Abe credited Reaney with helping him to find matches in Jamaica and for encouraging him to seek his fortune in Panama City. In the early spring of 1912, Abe returned to the states via steamship from Cuba, resumed his boxing and wrestling career, and rescued a woman from a subway mishap in New London that August.
Heading South the following spring, Abe defeated T. K. Wint, billed as Young Jack Johnson, "Welterweight Champion of the West Indies," and Young Joe Jeanette in ten round bouts in Kingston, Jamaica in April 1913, before heading directly to Panama and taking the Panamanian heavyweight crown from Jack Ortega.
Winning the Panamanian Heavyweight Title, May 1913
His historic first bout for the Panamanian Heavyweight Title with Californian Jack Ortega, on May 30, 1913, featured an audience of nearly two thousand and included most of the members of an American congressional party in Panama there to view the final stages of the building of the Panama Canal. Ortega was known to deliver knockout punches and was the reigning Panamanian heavyweight champion. The match ended in an eighth round foul when, by most accounts, Abe was having the better of the bout. Hollandersky was around twenty-five and in the prime of his boxing career, while Ortega was already around thirty-six, and outweighed Hollandersky by at least thirty-five pounds. According to one newspaper, after Ortega pushed him onto the ropes in the final round, "Abe was partly in the ring and partly out of it, spectators in the crowd trying to prevent his falling from the platform and Ortega, without really realizing what he was doing but fighting madly, swung low and landed on Abe's groin." The article continues, "Abe, who did not fall when the blow was delivered, walked to his corner across the ring and then laid down on the floor to recover from the effects of the punch. The injury he received was apparent to all who were close to see him when he was undressed by his seconds. It was some fifteen minutes before he was able to leave the ring." Hollandersky inferred in his autobiography the foul may have been intentional, particularly the one that ended his rematch with Ortega later in August.

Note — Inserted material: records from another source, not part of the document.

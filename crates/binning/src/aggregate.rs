//! Per-cell aggregation of assigned points.
//!
//! Each distinct cell becomes one [`CellGroup`]:
//!
//! | column      | rule                         |
//! |-------------|------------------------------|
//! | `timestamp` | earliest member timestamp    |
//! | `quality`   | lowest member quality        |
//! | `value`     | [`Reduction`] of the values  |
//! | `count`     | number of members            |

use std::collections::hash_map::Entry;
use std::collections::HashMap;
use std::fmt;
use std::str::FromStr;

use geo_index::CellId;
use rayon::prelude::*;
use serde::{Deserialize, Serialize};
use tracing::debug;

use crate::error::{BinningError, Result};
use crate::table::{CellGroup, CellGroupTable, PointTable};

/// How a cell's member values collapse into one value.
///
/// There is deliberately no `Default`: callers always pick one.
#[derive(Debug, Clone, Copy, PartialEq, Eq, Hash, Serialize, Deserialize)]
#[serde(rename_all = "lowercase", try_from = "String")]
pub enum Reduction {
    /// Arithmetic mean.
    Mean,
    /// Middle value; mean of the two middle values for even counts.
    Median,
}

impl Reduction {
    pub fn as_str(&self) -> &'static str {
        match self {
            Self::Mean => "mean",
            Self::Median => "median",
        }
    }

    /// Reduce a non-empty slice. The slice may be reordered.
    pub fn apply(&self, values: &mut [f64]) -> f64 {
        match self {
            Self::Mean => mean(values),
            Self::Median => median(values),
        }
    }
}

impl FromStr for Reduction {
    type Err = BinningError;

    /// Case-insensitive; anything but `mean`/`median` is rejected.
    fn from_str(s: &str) -> Result<Self> {
        match s.trim().to_lowercase().as_str() {
            "mean" => Ok(Self::Mean),
            "median" => Ok(Self::Median),
            _ => Err(BinningError::UnsupportedReduction(s.to_string())),
        }
    }
}

impl TryFrom<String> for Reduction {
    type Error = BinningError;

    fn try_from(s: String) -> Result<Self> {
        s.parse()
    }
}

impl fmt::Display for Reduction {
    fn fmt(&self, f: &mut fmt::Formatter<'_>) -> fmt::Result {
        f.write_str(self.as_str())
    }
}

/// Group assigned points by cell and reduce each group.
///
/// Output row order is unspecified.
///
/// # Errors
///
/// - [`BinningError::MissingCellId`] if `points` has not been assigned.
/// - [`BinningError::InvalidInput`] if any row has no value; cell assignment
///   never lets one through, so this means the table was built by hand.
pub fn aggregate(points: &PointTable, reduction: Reduction) -> Result<CellGroupTable> {
    let groups = partition(points)?;
    let table: CellGroupTable = groups
        .iter()
        .map(|(cell, members)| reduce_group(points, *cell, members, reduction))
        .collect();

    log_groups(points, &table, reduction);
    Ok(table)
}

/// Parallel form of [`aggregate`]. Partitions are disjoint, so each group
/// is reduced independently on the rayon pool.
pub fn aggregate_par(points: &PointTable, reduction: Reduction) -> Result<CellGroupTable> {
    let groups = partition(points)?;
    let rows: Vec<CellGroup> = groups
        .par_iter()
        .map(|(cell, members)| reduce_group(points, *cell, members, reduction))
        .collect();
    let table: CellGroupTable = rows.into_iter().collect();

    log_groups(points, &table, reduction);
    Ok(table)
}

/// [`aggregate`] with the reduction given by name.
///
/// The name is validated before any grouping work.
pub fn aggregate_by_name(points: &PointTable, reduction: &str) -> Result<CellGroupTable> {
    let reduction = reduction.parse()?;
    aggregate(points, reduction)
}

/// Member row indices per cell, cells in order of first appearance.
fn partition(points: &PointTable) -> Result<Vec<(CellId, Vec<usize>)>> {
    let cells = points.cell_ids().ok_or(BinningError::MissingCellId)?;

    if let Some(row) = points
        .values()
        .iter()
        .position(|v| v.map_or(true, f64::is_nan))
    {
        return Err(BinningError::invalid_input(format!(
            "row {row} has no value; unassigned or missing values cannot be aggregated"
        )));
    }

    let mut slots: HashMap<CellId, usize> = HashMap::new();
    let mut groups: Vec<(CellId, Vec<usize>)> = Vec::new();
    for (row, &cell) in cells.iter().enumerate() {
        match slots.entry(cell) {
            Entry::Occupied(slot) => groups[*slot.get()].1.push(row),
            Entry::Vacant(slot) => {
                slot.insert(groups.len());
                groups.push((cell, vec![row]));
            }
        }
    }
    Ok(groups)
}

fn reduce_group(
    points: &PointTable,
    cell_id: CellId,
    members: &[usize],
    reduction: Reduction,
) -> CellGroup {
    let first = members[0];
    let timestamps = points.timestamps();
    let qualities = points.quality();

    let timestamp = members
        .iter()
        .map(|&i| timestamps[i])
        .fold(timestamps[first], |a, b| a.min(b));
    let quality = members
        .iter()
        .map(|&i| qualities[i])
        .fold(qualities[first], f32::min);

    let mut values: Vec<f64> = members
        .iter()
        .filter_map(|&i| points.values()[i])
        .collect();

    CellGroup {
        cell_id,
        timestamp,
        quality,
        value: reduction.apply(&mut values),
        count: members.len(),
        latitude: None,
        longitude: None,
    }
}

fn log_groups(points: &PointTable, table: &CellGroupTable, reduction: Reduction) {
    debug!(
        points = points.len(),
        groups = table.len(),
        %reduction,
        "Aggregated points per cell"
    );
    metrics::counter!("binning_cells_total").increment(table.len() as u64);
}

fn mean(values: &[f64]) -> f64 {
    let (sum, min, max) = values.iter().fold(
        (0.0, f64::INFINITY, f64::NEG_INFINITY),
        |(sum, min, max), &v| (sum + v, min.min(v), max.max(v)),
    );
    if values.is_empty() {
        return f64::NAN;
    }
    // Rounding can push the quotient just outside the members' range
    (sum / values.len() as f64).clamp(min, max)
}

fn median(values: &mut [f64]) -> f64 {
    values.sort_by(f64::total_cmp);
    let mid = values.len() / 2;
    if values.len() % 2 == 1 {
        values[mid]
    } else {
        (values[mid - 1] + values[mid]) / 2.0
    }
}
//! Error types for geo-index providers.

use thiserror::Error;

/// Errors raised by a [`GeoIndex`](crate::GeoIndex) provider.
#[derive(Error, Debug, Clone, PartialEq)]
pub enum GeoIndexError {
    /// The grid has no level at this resolution.
    #[error("unsupported grid resolution: {0}")]
    InvalidResolution(u8),

    /// The coordinate cannot be placed on the grid (e.g. NaN or infinite).
    #[error("invalid coordinate: lat={lat}, lon={lon}")]
    InvalidCoordinate { lat: f64, lon: f64 },

    /// The identifier does not address a cell of this grid.
    #[error("invalid cell identifier: {0:#x}")]
    InvalidCell(u64),
}

impl GeoIndexError {
    /// Create an InvalidCoordinate error.
    pub fn invalid_coordinate(lat: f64, lon: f64) -> Self {
        Self::InvalidCoordinate { lat, lon }
    }
}

/// Result type for geo-index operations.
pub type Result<T> = std::result::Result<T, GeoIndexError>;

That night, Hollandersky was promised a Heavyweight Championship belt at a banquet in his honor in Panama City, and was invited to meet with the President of Panama, Belisario Porras Barahona.
"Battling Prince" Lobo boxed a preliminary bout prior to Hollandersky's Panamanian championship bout that May. Lobo was a local Black boxer who had helped train Abe for the Panamanian championship and with whom he developed a close friendship.
Rematch with Jack Ortega for Panamanian Heavyweight Title, August 1913
Hollandersky successfully defended his Panamanian Heavyweight Title only once, in an 18 of 45 round rematch with Jack Ortega on August 11, 1913, in the National Sports Arena in Panama City. After a morning rain, the lengthy match took place outdoors beneath the tropical sun, beginning around four in the afternoon. Hollandersky had trained for a full month, making a training camp on the neighboring Pacific island of Taboga, while Ortega had trained more diligently than he had for his first bout. The initial rounds of the match went slowly and uneventfully, followed by several rounds where Ortega clinched frequently. In the later rounds, Hollandersky landed frequent blows to the chest, probably lacking the reach to connect often with the head or chin of his taller opponent. With Ortega exhausted and struggling, the fight ended when he once again disqualified himself by hitting Abe below the belt. According to Hollandersky, in the final eighteenth round, Ortega, trying to prevent a loss by knockout, "backed away, leered at me, and then deliberately raised his leg and kicked me," though no newspaper source has been located that confirms that the blow was a kick. Ortega would be arrested in Panama City only one week later for fixing a fight by taking a first round dive against the Pittsburgh boxer Buck Crouse. Early in his boxing career in late 1900, Ortega had been convicted of assaulting an eleven-year-old girl in San Jose, California and was sentenced to life in San Quentin that November, though he served only eleven years before traveling to Panama.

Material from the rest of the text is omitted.